Recipe: Easy Grilled Salmon Shish Kebabs

by Lauren Arps
  • Total Time: 0 Mins
  • Cook: 10 minutes Mins
  • Prep: 5 minutes Mins
  • Serves: 3 kebabs (make as many as you like!)
  • Level: Beginner


  • 12oz Salmon Fillets (skinned and )
  • 5 Grape tomatoes
  • ½ Red Onion
  • 5 Small Portobello Mushrooms
  • Wooden Skewers​


  • 1 ½ Tbls. Djion Mustard (with whole mustard seeds)
  • A bunch of Basil
  • 3 Cloves of Garlic
  • Balsamic Vinegar (to taste)
  • Olive Oil
  • ½ Lemon
  • Sea Salt (to taste)
  • Red Pepper Flakes ​
  1. Cut salmon fillets into slices (desired width) and set aside

  2. Chop Red Onion into big quarters

  3. Take wooden skewers, starting and ending with salmon-start to layer the veggies in an alternating pattern. *TIP: using two skewers for each kebab keeps the salmon from flipping around

  4. Turn heat on grill to medium-high and rub it with a small amount of olive oil.

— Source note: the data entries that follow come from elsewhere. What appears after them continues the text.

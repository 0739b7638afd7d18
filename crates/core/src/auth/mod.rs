pub mod accounts;
pub mod error;
pub mod lifecycle;

use crate::domain::token::{AuthToken, TokenGrant};
use anyhow::Result;

/// Persistence for per-account tokens.
#[async_trait::async_trait]
pub trait TokenStore: Send + Sync {
    async fn load(&self, account_id: &str) -> Result<Option<AuthToken>>;

    /// Insert or overwrite the account's row as a single atomic write.
    async fn save(&self, token: &AuthToken) -> Result<()>;
}

/// OAuth token endpoint of the external account provider.
#[async_trait::async_trait]
pub trait TokenEndpoint: Send + Sync {
    async fn exchange_code(&self, code: &str) -> Result<TokenGrant>;

    async fn refresh(&self, refresh_token: &str) -> Result<TokenGrant>;
}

  5. In separate bowl, mix together all of the seasoning ingredients and spread on salmon slices.

  6. Season all of the kebabs with a dash of sea salt

  7. Place the kebabs diagonally directly onto the grill to get those beautiful grill marks.

  8. Cook on medium to medium for 5-8 minutes

  9. The kebabe will be ready to flip when it is easy to take it off the grill with the spatula without sticking.

  10. When ready, flip over, close the grill and cook the other side for 5-8 minutes. Check every 30 seconds after 5 minutes to make sure it does not burn.